PROBLEM REQUIREMENTS: Take from the listing each line that has the string "derive".

----

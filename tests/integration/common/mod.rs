//! Shared helpers for the integration suite.

#![allow(dead_code)]

use overseer::fetcher::AssetInfo;
use std::path::{Path, PathBuf};

/// Write a fake managed binary with the executable bit set.
#[cfg(unix)]
pub fn fake_binary(dir: &Path, name: &str, contents: &[u8]) -> PathBuf {
    use std::os::unix::fs::PermissionsExt;
    let path = dir.join(name);
    std::fs::write(&path, contents).unwrap();
    std::fs::set_permissions(&path, std::fs::Permissions::from_mode(0o755)).unwrap();
    path
}

/// Write an executable shell script to stand in for a worker binary.
#[cfg(unix)]
pub fn fake_script(dir: &Path, name: &str, body: &str) -> PathBuf {
    fake_binary(dir, name, format!("#!/bin/sh\n{body}\n").as_bytes())
}

/// Minimal release metadata for closure fetchers.
pub fn asset_info(fetcher: &str, version: &str) -> AssetInfo {
    AssetInfo {
        fetcher: fetcher.into(),
        version: version.into(),
        release_notes: String::new(),
        url: "mem://test".into(),
        published_at: None,
    }
}

/// Build a `.tar.gz` archive in memory from `(name, contents)` entries.
pub fn tar_gz(entries: &[(&str, &[u8])]) -> Vec<u8> {
    let gz = flate2::write::GzEncoder::new(Vec::new(), flate2::Compression::default());
    let mut tar = tar::Builder::new(gz);
    for (name, data) in entries {
        let mut header = tar::Header::new_gnu();
        header.set_size(data.len() as u64);
        header.set_mode(0o755);
        header.set_cksum();
        tar.append_data(&mut header, name, *data).unwrap();
    }
    tar.into_inner().unwrap().finish().unwrap()
}
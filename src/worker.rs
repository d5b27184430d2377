//! The worker: binds listeners and runs the hosting application's
//! program under a verified binary.
//!
//! A worker is a single-shot initializer, not a loop. Before it binds
//! anything it proves two things: that the binary it is running is the
//! one its manager launched (short-hash comparison against the
//! environment marker - a stale binary left by a failed replace must not
//! serve traffic), and that the manager is still alive (an orphaned
//! worker must not bind sockets a future manager will need). After that
//! the caller-supplied program owns the remainder of the process
//! lifetime.

use crate::core::hash::{hash_file, short_hash};
use crate::core::{ENV_SHORT_BIN_HASH, OverseerError};
use crate::platform;
use anyhow::{Context, Result};
use futures::future::BoxFuture;
use tokio::net::TcpListener;
use tracing::{debug, info};

/// Everything a worker hands to the hosting application's program: the
/// listeners it bound, in the order the addresses were configured.
pub struct ProgramState {
    /// Bound listeners, one per configured address.
    pub listeners: Vec<TcpListener>,
    /// The addresses the listeners were bound from, index-aligned with
    /// `listeners` (useful when binding `:0` ports).
    pub addresses: Vec<String>,
}

/// The hosting application's entry point, executed inside the worker
/// once listeners are bound. Connection draining on shutdown is the
/// program's responsibility; the supervisor only closes processes.
pub type Program = Box<dyn FnOnce(ProgramState) -> BoxFuture<'static, Result<()>> + Send>;

/// Internal worker lifecycle.
#[derive(Debug, Clone, Copy, PartialEq, Eq)]
enum WorkerState {
    Initializing,
    Tasking,
    Destroyed,
}

/// Worker-side half of the supervisor.
#[derive(Debug)]
pub(crate) struct Worker {
    state: WorkerState,
    listeners: Option<Vec<TcpListener>>,
    addresses: Vec<String>,
}

impl Worker {
    /// Verify binary integrity and parentage, then bind every configured
    /// address. Any failure is fatal to the worker process: nothing is
    /// bound unless every precondition holds.
    pub(crate) async fn initial(addresses: Vec<String>) -> Result<Self> {
        verify_binary_hash().await?;

        if !platform::parent_alive() {
            return Err(OverseerError::Orphaned.into());
        }

        let listeners = bind_addresses(&addresses).await?;
        info!(count = listeners.len(), "worker listeners bound");

        Ok(Self {
            state: WorkerState::Initializing,
            listeners: Some(listeners),
            addresses,
        })
    }

    /// Hand the listeners to the program and run it to completion. The
    /// program call is synchronous ownership: when it returns, the
    /// worker is done.
    pub(crate) async fn run(mut self, program: Program) -> Result<()> {
        if self.state != WorkerState::Initializing {
            anyhow::bail!("worker is {:?}, cannot run program", self.state);
        }
        let listeners = self
            .listeners
            .take()
            .context("worker has no listeners: already run or destroyed")?;
        self.state = WorkerState::Tasking;
        debug!("worker entering program");

        let result = program(ProgramState {
            listeners,
            addresses: self.addresses.clone(),
        })
        .await;

        self.state = WorkerState::Destroyed;
        result
    }

    /// Close all listeners still held by the worker. Listeners already
    /// handed to the program are owned by it; in-flight connections are
    /// the program's to drain.
    pub(crate) fn destroy(&mut self) {
        if self.listeners.take().is_some() {
            debug!("worker listeners closed");
        }
        self.state = WorkerState::Destroyed;
    }
}

/// Bind every address, failing on the first one that cannot be bound.
pub(crate) async fn bind_addresses(addresses: &[String]) -> Result<Vec<TcpListener>> {
    let mut listeners = Vec::with_capacity(addresses.len());
    for address in addresses {
        let listener = TcpListener::bind(address)
            .await
            .with_context(|| format!("failed to bind {address}"))?;
        debug!(address = %listener.local_addr()?, "bound listener");
        listeners.push(listener);
    }
    Ok(listeners)
}

/// Compare this binary's content hash against the short hash the manager
/// embedded at spawn time. Not a security boundary - the hash is visible
/// in the environment - but it catches launch/binary mismatches before
/// any socket is bound.
async fn verify_binary_hash() -> Result<()> {
    let expected = std::env::var(ENV_SHORT_BIN_HASH)
        .context("worker launched without a binary hash marker")?;

    let exe = std::env::current_exe().context("failed to resolve own executable path")?;
    let full = hash_file(&exe).await?;
    let actual = short_hash(&full);

    if actual != expected {
        return Err(OverseerError::IntegrityMismatch {
            expected,
            actual: actual.to_string(),
        }
        .into());
    }
    debug!(hash = actual, "worker binary verified");
    Ok(())
}
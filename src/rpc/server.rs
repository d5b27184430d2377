//! Manager-side RPC server: accept loop plus one task per connection.

use super::{Method, Reply, Request, Response};
use anyhow::{Context, Result};
use async_trait::async_trait;
use crate::fetcher::AssetInfo;
use crate::status::Status;
use std::net::SocketAddr;
use std::sync::Arc;
use tokio::io::{AsyncBufReadExt, AsyncWriteExt, BufReader};
use tokio::net::{TcpListener, TcpStream};
use tokio::task::JoinHandle;
use tracing::{debug, error, warn};

/// The manager operations reachable over RPC. Implemented by the
/// in-process manager; the indirection keeps the transport testable and
/// the server free of supervisor internals.
#[async_trait]
pub(crate) trait RpcHandler: Send + Sync + 'static {
    /// Trigger an immediate version check on the named fetcher.
    async fn upgrade(&self, fetcher: &str) -> Result<String, String>;
    /// Snapshot the supervisor status.
    async fn status(&self) -> Status;
    /// Newest release any fetcher has reported.
    async fn latest_version_info(&self) -> Option<AssetInfo>;
}

/// Loopback TCP server owned by the manager-side overseer.
pub(crate) struct RpcServer {
    local_addr: SocketAddr,
    accept_task: JoinHandle<()>,
}

impl RpcServer {
    /// Bind `127.0.0.1:port` and start accepting worker connections.
    pub(crate) async fn bind(port: u16, handler: Arc<dyn RpcHandler>) -> Result<Self> {
        let listener = TcpListener::bind(("127.0.0.1", port))
            .await
            .with_context(|| format!("failed to bind rpc server on 127.0.0.1:{port}"))?;
        let local_addr = listener.local_addr()?;
        debug!(%local_addr, "rpc server listening");

        let accept_task = tokio::spawn(async move {
            loop {
                match listener.accept().await {
                    Ok((stream, peer)) => {
                        let handler = Arc::clone(&handler);
                        tokio::spawn(async move {
                            if let Err(e) = handle_connection(stream, handler).await {
                                debug!(%peer, error = %e, "rpc connection ended");
                            }
                        });
                    }
                    Err(e) => {
                        // Accept failures are transient (fd pressure);
                        // the loop itself must never die.
                        error!(error = %e, "rpc accept failed");
                        tokio::time::sleep(std::time::Duration::from_millis(100)).await;
                    }
                }
            }
        });

        Ok(Self {
            local_addr,
            accept_task,
        })
    }

    /// The bound address, with the ephemeral port resolved.
    pub(crate) fn local_addr(&self) -> SocketAddr {
        self.local_addr
    }

    /// Stop accepting connections. In-flight requests are dropped; the
    /// worker is being torn down with us.
    pub(crate) fn shutdown(&self) {
        self.accept_task.abort();
    }
}

impl Drop for RpcServer {
    fn drop(&mut self) {
        self.accept_task.abort();
    }
}

/// Serve one persistent connection: read a request line, dispatch, write
/// the reply line, repeat until the peer hangs up.
async fn handle_connection(stream: TcpStream, handler: Arc<dyn RpcHandler>) -> Result<()> {
    let (reader, mut writer) = stream.into_split();
    let mut reader = BufReader::new(reader);
    let mut line = String::new();

    loop {
        line.clear();
        let n = reader
            .read_line(&mut line)
            .await
            .context("failed to read rpc request")?;
        if n == 0 {
            return Ok(());
        }

        let response = match serde_json::from_str::<Request>(&line) {
            Ok(request) => Response {
                id: request.id,
                result: dispatch(request.method, handler.as_ref()).await,
            },
            Err(e) => {
                warn!(error = %e, "malformed rpc request");
                Response {
                    id: 0,
                    result: Err(format!("malformed request: {e}")),
                }
            }
        };

        let mut payload = serde_json::to_string(&response)?;
        payload.push('\n');
        writer
            .write_all(payload.as_bytes())
            .await
            .context("failed to write rpc response")?;
    }
}

async fn dispatch(method: Method, handler: &dyn RpcHandler) -> Result<Reply, String> {
    match method {
        Method::Upgrade { fetcher } => handler.upgrade(&fetcher).await.map(Reply::Message),
        Method::Status => Ok(Reply::Status(handler.status().await)),
        Method::LatestVersionInfo => Ok(Reply::LatestVersion(handler.latest_version_info().await)),
    }
}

----

TASK RESULT:
#[derive(Debug, Clone, Copy, PartialEq, Eq)]
#[derive(Debug)]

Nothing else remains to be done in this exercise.